Make It. *another version here.
Thank me later.
Save your organic cherry stones. Throw your stems into the garden or play a miniature game of pick-up sticks.
Cherries won't be here forever. Take a break from strawberries, they'll be here until late summer. Save up your pennies and buy a good pitter.
The first time I made cherry pit ice cream I cracked each pit just so, and with tiny, deft pinches and a keen
eye, plucked those tiny "almonds" from the inside of each hard shattered shell walls. Did I say tiny?
But that's because I'm insane.
You can do this instead: pick a dishtowel you're not in love with. lay out cherry stones on one side and fold another side over them like they're going nighty-night forever.
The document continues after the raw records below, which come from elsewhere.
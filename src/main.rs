fn main() {
    std::process::exit(migrate_lib::run());
}
impl SchemaVersionManager {
    pub fn new(db: Db, history: History) -> Self {
        Self {
            db,
            history,
            store: None,
            options: StepOptions::default(),
        }
    }

    /// Manager whose history lives in `store`; generated revisions are written there.
    pub fn open(db: Db, store: RevisionStore) -> Result<Self, AppError> {
        let history = store.load()?;
        Ok(Self {
            db,
            history,
            store: Some(store),
            options: StepOptions::default(),
        })
    }

    pub fn with_options(mut self, options: StepOptions) -> Self {
        self.options = options;
        self
    }

    pub fn history(&self) -> &History {
        &self.history
    }

    pub fn db(&self) -> &Db {
        &self.db
    }

    pub fn current_revision(&self) -> Result<AppliedState, AppError> {
        db::read_marker(&self.db.conn)
    }

    /// Take the migration lock and reread the history from the store, so that
    /// revisions authored by another run are seen before anything is decided.
    fn lock(&mut self) -> Result<MigrationLock, AppError> {
        let lock = MigrationLock::acquire(self.db.location())?;
        if let Some(store) = &self.store {
            self.history = store.load()?;
        }
        Ok(lock)
    }

    fn current_position(&self) -> Result<(AppliedState, Option<usize>), AppError> {
        let state = self.current_revision()?;
        let position = self.history.position_of(&state)?;
        Ok((state, position))
    }

    /// Apply upgrades from the applied state up to `target` (`head` or a revision).
    pub fn upgrade(&mut self, target: &str) -> Result<MigrationReport, AppError> {
        let _lock = self.lock()?;
        self.upgrade_locked(target)
    }

    /// Generate a revision from `model` (if anything changed), then upgrade to
    /// `target`, all under one hold of the lock.
    pub fn upgrade_with_message(
        &mut self,
        message: &str,
        model: &SchemaShape,
        target: &str,
    ) -> Result<(Option<Revision>, MigrationReport), AppError> {
        let _lock = self.lock()?;
        let generated = self.autogenerate_locked(message, model)?;
        let report = self.upgrade_locked(target)?;
        Ok((generated, report))
    }

    // caller holds the lock
    fn upgrade_locked(&mut self, target: &str) -> Result<MigrationReport, AppError> {
        let (from_state, from) = self.current_position()?;

        let target = Target::parse(target);
        if target == Target::Base {
            return Err(AppError::Validation(
                "Cannot upgrade to base; use downgrade".into(),
            ));
        }
        let to = self.history.resolve(&target)?;
        if to == from {
            log::info!("Already at {}, nothing to upgrade", from_state);
            return Ok(MigrationReport::unchanged(from_state));
        }
        if to < from {
            return Err(AppError::Validation(format!(
                "Target {} is behind current revision {}; use downgrade",
                self.history.state_at(to),
                from_state
            )));
        }

        let path: Vec<Revision> = self.history.upgrade_path(from, to).to_vec();
        log::info!(
            "Upgrading {} -> {} ({} step(s))",
            from_state,
            self.history.state_at(to),
            path.len()
        );

        let mut current = from_state.clone();
        let mut applied = Vec::with_capacity(path.len());
        for rev in &path {
            self.check_abort(&current)?;
            let next = AppliedState::At(rev.id.clone());
            self.run_step(rev, Direction::Upgrade, &next)?;
            applied.push(rev.id.clone());
            current = next;
        }

        Ok(MigrationReport {
            from: from_state,
            to: current,
            applied,
        })
    }

    /// Revert exactly `steps` revisions. Never goes past the root.
    pub fn downgrade(&mut self, steps: usize) -> Result<MigrationReport, AppError> {
        let _lock = self.lock()?;
        let (from_state, from) = self.current_position()?;
        if steps == 0 {
            return Ok(MigrationReport::unchanged(from_state));
        }

        let available = self.history.distance_to_root(from);
        if steps > available {
            return Err(AppError::InsufficientHistory {
                requested: steps,
                available,
            });
        }
        let to = from.map(|p| p - steps);
        self.revert(from_state, from, to)
    }

    /// Revert until `target` is the applied state; `base` also reverts the root.
    pub fn downgrade_to(&mut self, target: &str) -> Result<MigrationReport, AppError> {
        let _lock = self.lock()?;
        let (from_state, from) = self.current_position()?;
        let to = self.history.resolve(&Target::parse(target))?;
        if to > from {
            return Err(AppError::Validation(format!(
                "Target {} is ahead of current revision {}; use upgrade",
                self.history.state_at(to),
                from_state
            )));
        }
        self.revert(from_state, from, to)
    }

    // caller holds the lock
    fn revert(
        &mut self,
        from_state: AppliedState,
        from: Option<usize>,
        to: Option<usize>,
    ) -> Result<MigrationReport, AppError> {
        let path: Vec<Revision> = self
            .history
            .downgrade_path(from, to)
            .into_iter()
            .cloned()
            .collect();
        if path.is_empty() {
            return Ok(MigrationReport::unchanged(from_state));
        }
        log::info!(
            "Downgrading {} -> {} ({} step(s))",
            from_state,
            self.history.state_at(to),
            path.len()
        );

        let mut current = from_state.clone();
        let mut applied = Vec::with_capacity(path.len());
        for rev in &path {
            self.check_abort(&current)?;
            let next = match &rev.parent {
                Some(parent) => AppliedState::At(parent.clone()),
                None => AppliedState::Unversioned,
            };
            self.run_step(rev, Direction::Downgrade, &next)?;
            applied.push(rev.id.clone());
            current = next;
        }

        Ok(MigrationReport {
            from: from_state,
            to: current,
            applied,
        })
    }

    /// Set the marker without running any transformation.
    pub fn stamp(&mut self, target: &str) -> Result<AppliedState, AppError> {
        let _lock = self.lock()?;
        let position = self.history.resolve(&Target::parse(target))?;
        let state = self.history.state_at(position);
        db::apply_step(
            &mut self.db.conn,
            state.revision(),
            None,
            Direction::Stamp,
            &state,
        )?;
        log::info!("Stamped database at {}", state);
        Ok(state)
    }

    /// Append a revision built from `diff` on top of head. Applied state is untouched.
    pub fn generate_revision(
        &mut self,
        description: &str,
        diff: &SchemaDiff,
    ) -> Result<Revision, AppError> {
        let _lock = self.lock()?;
        self.append_revision(description, diff)
    }

    fn append_revision(&mut self, description: &str, diff: &SchemaDiff) -> Result<Revision, AppError> {
        let description = description.trim();
        if description.is_empty() {
            return Err(AppError::Validation("Revision description is required".into()));
        }
        let parent = self.history.head().map(|r| r.id.clone());
        let revision = Revision::new(parent, description, diff.forward(), diff.backward());

        if let Some(store) = &self.store {
            store.write(&revision)?;
        }
        self.history.append(revision.clone())?;
        log::info!(
            "Generated revision {} ({}) with {} change(s)",
            revision.id,
            revision.description,
            diff.changes().len()
        );
        Ok(revision)
    }

    /// Diff `model` against head and generate a revision if anything changed.
    pub fn autogenerate(
        &mut self,
        description: &str,
        model: &SchemaShape,
    ) -> Result<Option<Revision>, AppError> {
        let _lock = self.lock()?;
        self.autogenerate_locked(description, model)
    }

    fn autogenerate_locked(
        &mut self,
        description: &str,
        model: &SchemaShape,
    ) -> Result<Option<Revision>, AppError> {
        let current = self.head_shape()?;
        let diff = SchemaDiff::between(&current, model)?;
        if diff.is_empty() {
            log::info!("No schema changes detected");
            return Ok(None);
        }
        for line in diff.summary() {
            log::info!("Detected {}", line);
        }
        self.append_revision(description, &diff).map(Some)
    }

    /// Schema shape at head, replayed on a scratch in-memory database.
    pub fn head_shape(&self) -> Result<SchemaShape, AppError> {
        let scratch = db::open_in_memory()?;
        for rev in self.history.iter() {
            db::run_script(&scratch.conn, &rev.upgrade)
                .map_err(|e| step_error(rev, Direction::Upgrade, e.to_string()))?;
        }
        db::read_schema(&scratch.conn)
    }

    /// Replay the history on a scratch database, checking that every
    /// downgrade restores the shape before its upgrade.
    pub fn check(&self, model: Option<&SchemaShape>) -> Result<CheckReport, AppError> {
        let scratch = db::open_in_memory()?;
        let mut failures = Vec::new();
        let mut checked = 0;

        for rev in self.history.iter() {
            let before = db::read_schema(&scratch.conn)?;
            db::run_script(&scratch.conn, &rev.upgrade)
                .map_err(|e| step_error(rev, Direction::Upgrade, e.to_string()))?;
            db::run_script(&scratch.conn, &rev.downgrade)
                .map_err(|e| step_error(rev, Direction::Downgrade, e.to_string()))?;
            let restored = db::read_schema(&scratch.conn)?;
            checked += 1;

            if restored != before {
                let detail = SchemaDiff::between(&restored, &before)
                    .map(|d| format!("downgrade leaves {}", d.summary().join(", ")))
                    .unwrap_or_else(|_| "downgrade leaves a different schema shape".into());
                log::warn!("Round trip of {} failed: {}", rev.id, detail);
                failures.push(RoundTripFailure {
                    revision: rev.id.to_string(),
                    detail,
                });
                // later revisions would run against the wrong shape
                break;
            }

            db::run_script(&scratch.conn, &rev.upgrade)
                .map_err(|e| step_error(rev, Direction::Upgrade, e.to_string()))?;
        }

        let mut pending_changes = Vec::new();
        if let (Some(model), true) = (model, failures.is_empty()) {
            let head = db::read_schema(&scratch.conn)?;
            match SchemaDiff::between(&head, model) {
                Ok(diff) => pending_changes = diff.summary(),
                Err(e) => pending_changes.push(e.to_string()),
            }
        }

        let at_head = self.current_revision()? == self.history.state_at(self.history.head_position());

        Ok(CheckReport {
            revisions_checked: checked,
            round_trip_failures: failures,
            pending_changes,
            at_head,
        })
    }

    pub fn history_entries(&self) -> Result<Vec<HistoryEntry>, AppError> {
        let (_, current) = self.current_position()?;
        let log = db::read_log(&self.db.conn)?;
        let head = self.history.head_position();

        Ok(self
            .history
            .iter()
            .enumerate()
            .map(|(i, rev)| HistoryEntry {
                id: rev.id.to_string(),
                parent: rev.parent.as_ref().map(|p| p.to_string()),
                description: rev.description.clone(),
                created_at: rev.created_at.clone(),
                applied: current.is_some_and(|c| i <= c),
                current: current == Some(i),
                head: head == Some(i),
                applied_at: log
                    .iter()
                    .rev()
                    .find(|e| {
                        e.revision.as_deref() == Some(rev.id.as_str()) && e.direction != "downgrade"
                    })
                    .map(|e| e.applied_at.clone()),
            })
            .collect())
    }

    fn check_abort(&self, current: &AppliedState) -> Result<(), AppError> {
        if let Some(flag) = &self.options.abort {
            if flag.load(Ordering::SeqCst) {
                log::warn!("Migration aborted at {}", current);
                return Err(AppError::Aborted {
                    at: current.to_string(),
                });
            }
        }
        Ok(())
    }

    fn run_step(
        &mut self,
        rev: &Revision,
        direction: Direction,
        next: &AppliedState,
    ) -> Result<(), AppError> {
        log::info!(
            "Running {} of {} ({})",
            direction.as_str(),
            rev.id,
            rev.description
        );
        let started = Instant::now();
        let timed_out = Arc::new(AtomicBool::new(false));
        if let Some(timeout) = self.options.timeout {
            let deadline = started + timeout;
            let flag = Arc::clone(&timed_out);
            self.db.conn.progress_handler(
                PROGRESS_INTERVAL,
                Some(move || {
                    if Instant::now() >= deadline {
                        flag.store(true, Ordering::SeqCst);
                        true
                    } else {
                        false
                    }
                }),
            );
        }

        let result = db::apply_step(
            &mut self.db.conn,
            Some(&rev.id),
            rev.script(direction),
            direction,
            next,
        );

        if self.options.timeout.is_some() {
            self.db.conn.progress_handler(0, None::<fn() -> bool>);
        }
        if !self.db.conn.is_autocommit() {
            // an interrupted statement can leave the transaction open
            if let Err(e) = self.db.conn.execute_batch("ROLLBACK") {
                log::warn!("Rollback after {} of {} failed: {}", direction.as_str(), rev.id, e);
            }
        }

        match result {
            Ok(()) => {
                log::info!(
                    "{} of {} finished in {:?}",
                    direction.as_str(),
                    rev.id,
                    started.elapsed()
                );
                Ok(())
            }
            Err(e) => {
                let cause = match self.options.timeout {
                    Some(timeout) if timed_out.load(Ordering::SeqCst) => {
                        format!("step exceeded timeout of {:?}", timeout)
                    }
                    _ => e.to_string(),
                };
                log::warn!(
                    "{} of {} failed, applied state left at previous step: {}",
                    direction.as_str(),
                    rev.id,
                    cause
                );
                Err(step_error(rev, direction, cause))
            }
        }
    }
}
//! Desired/observed schema shapes and the structural diff between them.
//!
//! Shapes are compared by name only, column order does not matter. A diff
//! renders to SQLite DDL in both directions so that every generated revision
//! carries its own inverse.

use crate::domain::revision::Script;
use crate::error::AppError;
use sea_query::{Alias, ColumnDef, ForeignKey, SqliteQueryBuilder};
use serde::{Deserialize, Serialize};
use std::collections::BTreeMap;

#[derive(Debug, Clone, Copy, PartialEq, Eq, Hash, PartialOrd, Ord, Serialize, Deserialize)]
#[serde(rename_all = "lowercase")]
pub enum ColumnType {
    Integer,
    Real,
    Text,
    Blob,
    Numeric,
}

impl ColumnType {
    pub fn as_str(&self) -> &'static str {
        match self {
            Self::Integer => "INTEGER",
            Self::Real => "REAL",
            Self::Text => "TEXT",
            Self::Blob => "BLOB",
            Self::Numeric => "NUMERIC",
        }
    }

    /// Map a declared column type to its SQLite affinity.
    pub fn from_declared(declared: &str) -> Self {
        let upper = declared.to_ascii_uppercase();
        if upper.contains("INT") {
            Self::Integer
        } else if upper.contains("CHAR") || upper.contains("CLOB") || upper.contains("TEXT") {
            Self::Text
        } else if upper.is_empty() || upper.contains("BLOB") {
            Self::Blob
        } else if upper.contains("REAL") || upper.contains("FLOA") || upper.contains("DOUB") {
            Self::Real
        } else {
            Self::Numeric
        }
    }

    fn sea_type(&self) -> sea_query::ColumnType {
        sea_query::ColumnType::custom(self.as_str())
    }
}

#[derive(Debug, Clone, PartialEq, Eq, Hash, PartialOrd, Ord, Serialize, Deserialize)]
pub struct ForeignRef {
    pub table: String,
    pub column: String,
}

#[derive(Debug, Clone, PartialEq, Eq, Serialize, Deserialize)]
pub struct ColumnShape {
    #[serde(rename = "type")]
    pub typ: ColumnType,
    #[serde(default)]
    pub nullable: bool,
    #[serde(default)]
    pub primary_key: bool,
    #[serde(default, skip_serializing_if = "Option::is_none")]
    pub references: Option<ForeignRef>,
}

impl ColumnShape {
    pub fn new(typ: ColumnType) -> Self {
        Self {
            typ,
            nullable: false,
            primary_key: false,
            references: None,
        }
    }

    pub fn nullable(mut self) -> Self {
        self.nullable = true;
        self
    }

    pub fn primary_key(mut self) -> Self {
        self.primary_key = true;
        self
    }

    pub fn references(mut self, table: &str, column: &str) -> Self {
        self.references = Some(ForeignRef {
            table: table.to_string(),
            column: column.to_string(),
        });
        self
    }

    // primary keys are never reported nullable by introspection
    fn normalized(mut self) -> Self {
        if self.primary_key {
            self.nullable = false;
        }
        self
    }

    fn column_def(&self, name: &str) -> ColumnDef {
        let mut def = ColumnDef::new_with_type(Alias::new(name.to_string()), self.typ.sea_type());
        if self.primary_key {
            def.primary_key();
        } else if self.nullable {
            def.null();
        } else {
            def.not_null();
        }
        def
    }
}

#[derive(Debug, Clone, Default, PartialEq, Eq, Serialize, Deserialize)]
pub struct TableShape {
    #[serde(default)]
    pub columns: BTreeMap<String, ColumnShape>,
}

impl TableShape {
    pub fn with_column(mut self, name: &str, column: ColumnShape) -> Self {
        self.columns.insert(name.to_string(), column);
        self
    }

    fn normalized(self) -> Self {
        Self {
            columns: self
                .columns
                .into_iter()
                .map(|(name, col)| (name, col.normalized()))
                .collect(),
        }
    }

    fn validate(&self, name: &str) -> Result<(), AppError> {
        if self.columns.is_empty() {
            return Err(AppError::Validation(format!("Table {} has no columns", name)));
        }
        let pks = self.columns.values().filter(|c| c.primary_key).count();
        if pks > 1 {
            return Err(AppError::Validation(format!(
                "Table {} declares {} primary key columns, composite keys are not supported",
                name, pks
            )));
        }
        Ok(())
    }

    fn create_sql(&self, name: &str) -> String {
        let mut create = sea_query::Table::create();
        create.table(Alias::new(name.to_string()));
        for (col_name, col) in &self.columns {
            let mut def = col.column_def(col_name);
            create.col(&mut def);
            if let Some(fk) = &col.references {
                create.foreign_key(
                    ForeignKey::create()
                        .to(Alias::new(fk.table.clone()), Alias::new(fk.column.clone()))
                        .from_col(Alias::new(col_name.clone())),
                );
            }
        }
        create.to_string(SqliteQueryBuilder)
    }
}

#[derive(Debug, Clone, Default, PartialEq, Eq, Serialize, Deserialize)]
pub struct SchemaShape {
    #[serde(default)]
    pub tables: BTreeMap<String, TableShape>,
}

impl SchemaShape {
    pub fn with_table(mut self, name: &str, table: TableShape) -> Self {
        self.tables.insert(name.to_string(), table);
        self
    }

    pub fn from_json(json: &str) -> Result<Self, AppError> {
        let shape: Self = serde_json::from_str(json)?;
        for (name, table) in &shape.tables {
            table.validate(name)?;
        }
        Ok(shape)
    }

    pub fn normalized(self) -> Self {
        Self {
            tables: self
                .tables
                .into_iter()
                .map(|(name, table)| (name, table.normalized()))
                .collect(),
        }
    }
}

#[derive(Debug, Clone, PartialEq, Eq)]
pub enum Change {
    CreateTable { name: String, table: TableShape },
    DropTable { name: String, table: TableShape },
    AddColumn { table: String, name: String, column: ColumnShape },
    DropColumn { table: String, name: String, column: ColumnShape },
}

impl Change {
    pub fn inverse(&self) -> Change {
        match self.clone() {
            Self::CreateTable { name, table } => Self::DropTable { name, table },
            Self::DropTable { name, table } => Self::CreateTable { name, table },
            Self::AddColumn { table, name, column } => Self::DropColumn { table, name, column },
            Self::DropColumn { table, name, column } => Self::AddColumn { table, name, column },
        }
    }

    pub fn to_sql(&self) -> String {
        match self {
            Self::CreateTable { name, table } => table.create_sql(name),
            Self::DropTable { name, .. } => sea_query::Table::drop()
                .table(Alias::new(name.clone()))
                .take()
                .to_string(SqliteQueryBuilder),
            Self::AddColumn { table, name, column } => {
                let mut def = column.column_def(name);
                sea_query::Table::alter()
                    .table(Alias::new(table.clone()))
                    .add_column(&mut def)
                    .take()
                    .to_string(SqliteQueryBuilder)
            }
            Self::DropColumn { table, name, .. } => sea_query::Table::alter()
                .table(Alias::new(table.clone()))
                .drop_column(Alias::new(name.clone()))
                .take()
                .to_string(SqliteQueryBuilder),
        }
    }

    // creations first, removals last
    fn rank(&self) -> u8 {
        match self {
            Self::CreateTable { .. } => 0,
            Self::AddColumn { .. } => 1,
            Self::DropColumn { .. } => 2,
            Self::DropTable { .. } => 3,
        }
    }
}

enum EntryDiff<A> {
    CurrentOnly(A),
    DesiredOnly(A),
    Both { current: A, desired: A },
}

fn diff_map<A>(
    current: BTreeMap<String, A>,
    mut desired: BTreeMap<String, A>,
) -> BTreeMap<String, EntryDiff<A>> {
    let mut out = BTreeMap::new();
    for (key, current) in current {
        match desired.remove(&key) {
            Some(desired) => {
                out.insert(key, EntryDiff::Both { current, desired });
            }
            None => {
                out.insert(key, EntryDiff::CurrentOnly(current));
            }
        }
    }
    for (key, desired) in desired {
        out.insert(key, EntryDiff::DesiredOnly(desired));
    }
    out
}

/// Ordered changes taking one shape to another.
#[derive(Debug, Clone, Default, PartialEq, Eq)]
pub struct SchemaDiff {
    changes: Vec<Change>,
}

impl SchemaDiff {
    pub fn new(changes: Vec<Change>) -> Self {
        Self { changes }
    }

    /// Changes needed to turn `current` into `desired`.
    ///
    /// Anything SQLite cannot express with a plain `ALTER TABLE` (and undo
    /// again) is rejected so that the revision can be written by hand.
    pub fn between(current: &SchemaShape, desired: &SchemaShape) -> Result<Self, AppError> {
        let current = current.clone().normalized();
        let desired = desired.clone().normalized();
        let mut created = BTreeMap::new();
        let mut dropped = BTreeMap::new();
        let mut changes = Vec::new();

        for (name, diff) in diff_map(current.tables, desired.tables) {
            match diff {
                EntryDiff::CurrentOnly(table) => {
                    dropped.insert(name, table);
                }
                EntryDiff::DesiredOnly(table) => {
                    table.validate(&name)?;
                    created.insert(name, table);
                }
                EntryDiff::Both { current, desired } => {
                    for (col, diff) in diff_map(current.columns, desired.columns) {
                        match diff {
                            EntryDiff::DesiredOnly(column) => {
                                check_alterable(&name, &col, &column, "add")?;
                                changes.push(Change::AddColumn {
                                    table: name.clone(),
                                    name: col,
                                    column,
                                });
                            }
                            EntryDiff::CurrentOnly(column) => {
                                check_alterable(&name, &col, &column, "drop")?;
                                changes.push(Change::DropColumn {
                                    table: name.clone(),
                                    name: col,
                                    column,
                                });
                            }
                            EntryDiff::Both { current, desired } => {
                                if current != desired {
                                    return Err(AppError::Validation(format!(
                                        "Column {}.{} changed from {:?} to {:?}; write this revision by hand",
                                        name, col, current, desired
                                    )));
                                }
                            }
                        }
                    }
                }
            }
        }

        // referenced tables are created first and dropped last
        changes.sort_by_key(Change::rank);
        let mut ordered: Vec<Change> = dependency_order(created)
            .into_iter()
            .map(|(name, table)| Change::CreateTable { name, table })
            .collect();
        ordered.extend(changes);
        ordered.extend(
            dependency_order(dropped)
                .into_iter()
                .rev()
                .map(|(name, table)| Change::DropTable { name, table }),
        );
        Ok(Self { changes: ordered })
    }

    pub fn changes(&self) -> &[Change] {
        &self.changes
    }

    pub fn is_empty(&self) -> bool {
        self.changes.is_empty()
    }

    pub fn forward(&self) -> Script {
        Script::new(self.changes.iter().map(Change::to_sql).collect())
    }

    pub fn backward(&self) -> Script {
        Script::new(
            self.changes
                .iter()
                .rev()
                .map(|c| c.inverse().to_sql())
                .collect(),
        )
    }

    /// One line per change, for operator output.
    pub fn summary(&self) -> Vec<String> {
        self.changes
            .iter()
            .map(|c| match c {
                Change::CreateTable { name, .. } => format!("+ table {}", name),
                Change::DropTable { name, .. } => format!("- table {}", name),
                Change::AddColumn { table, name, .. } => format!("+ column {}.{}", table, name),
                Change::DropColumn { table, name, .. } => format!("- column {}.{}", table, name),
            })
            .collect()
    }
}

/// Order tables so each one comes after the tables it references. References
/// to tables outside the set, self references and cycles fall back to name
/// order.
fn dependency_order(mut tables: BTreeMap<String, TableShape>) -> Vec<(String, TableShape)> {
    let mut ordered = Vec::with_capacity(tables.len());
    loop {
        let ready = tables
            .iter()
            .find(|(name, table)| {
                table
                    .columns
                    .values()
                    .filter_map(|c| c.references.as_ref())
                    .all(|fk| &fk.table == *name || !tables.contains_key(&fk.table))
            })
            .map(|(name, _)| name.clone());
        let Some(name) = ready.or_else(|| tables.keys().next().cloned()) else {
            break;
        };
        if let Some(table) = tables.remove(&name) {
            ordered.push((name, table));
        }
    }
    ordered
}

// A column can only be added or dropped when the inverse is also possible:
// SQLite refuses NOT NULL additions without a default, and drops of key or
// foreign-key columns.
fn check_alterable(table: &str, name: &str, column: &ColumnShape, verb: &str) -> Result<(), AppError> {
    let reason = if column.primary_key {
        Some("it is a primary key")
    } else if column.references.is_some() {
        Some("it is a foreign key")
    } else if !column.nullable {
        Some("it is NOT NULL")
    } else {
        None
    };
    match reason {
        Some(reason) => Err(AppError::Validation(format!(
            "Cannot {} column {}.{} because {}; write this revision by hand",
            verb, table, name, reason
        ))),
        None => Ok(()),
    }
}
Take out hammer and smash every which way but Wednesday. Use this as your infusion. Just be sure to strain that ice cream base through a fine meshed sieve before chilling, churning and serving!
Want to gild the lily? Cook cherries briefly in a dash of cognac or port or red verjus or balsamic or banyuls vinegar, rough chop & add.
How it will make you feel,
What will happen when you feed it to that special person,
I can't say here. Unless of course we could definitively establish that you're of age.